§ **DIRECTIONS FOR THIS TASK**
From the first record through the last, copy each one exactly.

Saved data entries
*** Begin section ***

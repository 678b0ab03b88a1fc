//! Scripted pipeline stages for tests
//!
//! Compiled in all builds so integration tests and the binaries' dry-run
//! paths can drive the orchestrator without network access.

use async_trait::async_trait;
use std::collections::VecDeque;
use std::sync::{Arc, Mutex, PoisonError};

use super::rewrite::RewriteService;
use super::source::{ContentSource, SourceSpec};
use crate::error::{AutopostError, Result, RewriteError};
use crate::types::RewriteConfig;

type Scripted = std::result::Result<String, String>;

/// Replays a script of outcomes; the last one repeats once the script runs out
struct Script {
    pending: Mutex<VecDeque<Scripted>>,
    last: Mutex<Scripted>,
    calls: Arc<Mutex<usize>>,
}

impl Script {
    fn new(outcomes: Vec<Scripted>) -> Self {
        let last = outcomes
            .last()
            .cloned()
            .unwrap_or_else(|| Err("empty script".to_string()));
        Self {
            pending: Mutex::new(outcomes.into()),
            last: Mutex::new(last),
            calls: Arc::new(Mutex::new(0)),
        }
    }

    fn next(&self) -> Scripted {
        *self.calls.lock().unwrap_or_else(PoisonError::into_inner) += 1;
        let mut pending = self.pending.lock().unwrap_or_else(PoisonError::into_inner);
        match pending.pop_front() {
            Some(outcome) => outcome,
            None => self
                .last
                .lock()
                .unwrap_or_else(PoisonError::into_inner)
                .clone(),
        }
    }

    fn calls(&self) -> usize {
        *self.calls.lock().unwrap_or_else(PoisonError::into_inner)
    }
}

/// Content source returning scripted text or acquisition failures
pub struct MockSource {
    script: Script,
}

impl MockSource {
    pub fn success(text: &str) -> Self {
        Self::sequence(vec![Ok(text.to_string())])
    }

    pub fn failing(error: &str) -> Self {
        Self::sequence(vec![Err(error.to_string())])
    }

    pub fn sequence(outcomes: Vec<Scripted>) -> Self {
        Self {
            script: Script::new(outcomes),
        }
    }

    pub fn call_count(&self) -> usize {
        self.script.calls()
    }
}

#[async_trait]
impl ContentSource for MockSource {
    async fn fetch(&self, _spec: &SourceSpec) -> Result<String> {
        self.script.next().map_err(AutopostError::Acquisition)
    }
}

/// Rewrite service returning scripted text or request failures
pub struct MockRewriter {
    script: Script,
    seen: Arc<Mutex<Vec<(String, RewriteConfig)>>>,
}

impl MockRewriter {
    pub fn success(text: &str) -> Self {
        Self::sequence(vec![Ok(text.to_string())])
    }

    pub fn failing(error: &str) -> Self {
        Self::sequence(vec![Err(error.to_string())])
    }

    pub fn sequence(outcomes: Vec<Scripted>) -> Self {
        Self {
            script: Script::new(outcomes),
            seen: Arc::new(Mutex::new(Vec::new())),
        }
    }

    pub fn call_count(&self) -> usize {
        self.script.calls()
    }

    /// Inputs received so far, with the config snapshot of each call
    pub fn seen(&self) -> Vec<(String, RewriteConfig)> {
        self.seen.lock().unwrap_or_else(PoisonError::into_inner).clone()
    }
}

#[async_trait]
impl RewriteService for MockRewriter {
    fn name(&self) -> &str {
        "mock"
    }

    async fn rewrite(
        &self,
        text: &str,
        config: &RewriteConfig,
    ) -> std::result::Result<String, RewriteError> {
        self.seen
            .lock()
            .unwrap_or_else(PoisonError::into_inner)
            .push((text.to_string(), config.clone()));
        self.script.next().map_err(RewriteError::Request)
    }
}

*** End section ***

§ **OUTPUT OF THE EXERCISE**
repository 678b0ab03b88a1fc
//! Scripted pipeline stages for tests
//!
//! Compiled in all builds so integration tests and the binaries' dry-run
//! paths can drive the orchestrator without network access.

use async_trait::async_trait;
use std::collections::VecDeque;
use std::sync::{Arc, Mutex, PoisonError};

use super::rewrite::RewriteService;
use super::source::{ContentSource, SourceSpec};
use crate::error::{AutopostError, Result, RewriteError};
use crate::types::RewriteConfig;

type Scripted = std::result::Result<String, String>;

/// Replays a script of outcomes; the last one repeats once the script runs out
struct Script {
    pending: Mutex<VecDeque<Scripted>>,
    last: Mutex<Scripted>,
    calls: Arc<Mutex<usize>>,
}

impl Script {
    fn new(outcomes: Vec<Scripted>) -> Self {
        let last = outcomes
            .last()
            .cloned()
            .unwrap_or_else(|| Err("empty script".to_string()));
        Self {
            pending: Mutex::new(outcomes.into()),
            last: Mutex::new(last),
            calls: Arc::new(Mutex::new(0)),
        }
    }

    fn next(&self) -> Scripted {
        *self.calls.lock().unwrap_or_else(PoisonError::into_inner) += 1;
        let mut pending = self.pending.lock().unwrap_or_else(PoisonError::into_inner);
        match pending.pop_front() {
            Some(outcome) => outcome,
            None => self
                .last
                .lock()
                .unwrap_or_else(PoisonError::into_inner)
                .clone(),
        }
    }

    fn calls(&self) -> usize {
        *self.calls.lock().unwrap_or_else(PoisonError::into_inner)
    }
}

/// Content source returning scripted text or acquisition failures
pub struct MockSource {
    script: Script,
}

impl MockSource {
    pub fn success(text: &str) -> Self {
        Self::sequence(vec![Ok(text.to_string())])
    }

    pub fn failing(error: &str) -> Self {
        Self::sequence(vec![Err(error.to_string())])
    }

    pub fn sequence(outcomes: Vec<Scripted>) -> Self {
        Self {
            script: Script::new(outcomes),
        }
    }

    pub fn call_count(&self) -> usize {
        self.script.calls()
    }
}

#[async_trait]
impl ContentSource for MockSource {
    async fn fetch(&self, _spec: &SourceSpec) -> Result<String> {
        self.script.next().map_err(AutopostError::Acquisition)
    }
}

/// Rewrite service returning scripted text or request failures
pub struct MockRewriter {
    script: Script,
    seen: Arc<Mutex<Vec<(String, RewriteConfig)>>>,
}

impl MockRewriter {
    pub fn success(text: &str) -> Self {
        Self::sequence(vec![Ok(text.to_string())])
    }

    pub fn failing(error: &str) -> Self {
        Self::sequence(vec![Err(error.to_string())])
    }

    pub fn sequence(outcomes: Vec<Scripted>) -> Self {
        Self {
            script: Script::new(outcomes),
            seen: Arc::new(Mutex::new(Vec::new())),
        }
    }

    pub fn call_count(&self) -> usize {
        self.script.calls()
    }

    /// Inputs received so far, with the config snapshot of each call
    pub fn seen(&self) -> Vec<(String, RewriteConfig)> {
        self.seen.lock().unwrap_or_else(PoisonError::into_inner).clone()
    }
}

#[async_trait]
impl RewriteService for MockRewriter {
    fn name(&self) -> &str {
        "mock"
    }

    async fn rewrite(
        &self,
        text: &str,
        config: &RewriteConfig,
    ) -> std::result::Result<String, RewriteError> {
        self.seen
            .lock()
            .unwrap_or_else(PoisonError::into_inner)
            .push((text.to_string(), config.clone()));
        self.script.next().map_err(RewriteError::Request)
    }
}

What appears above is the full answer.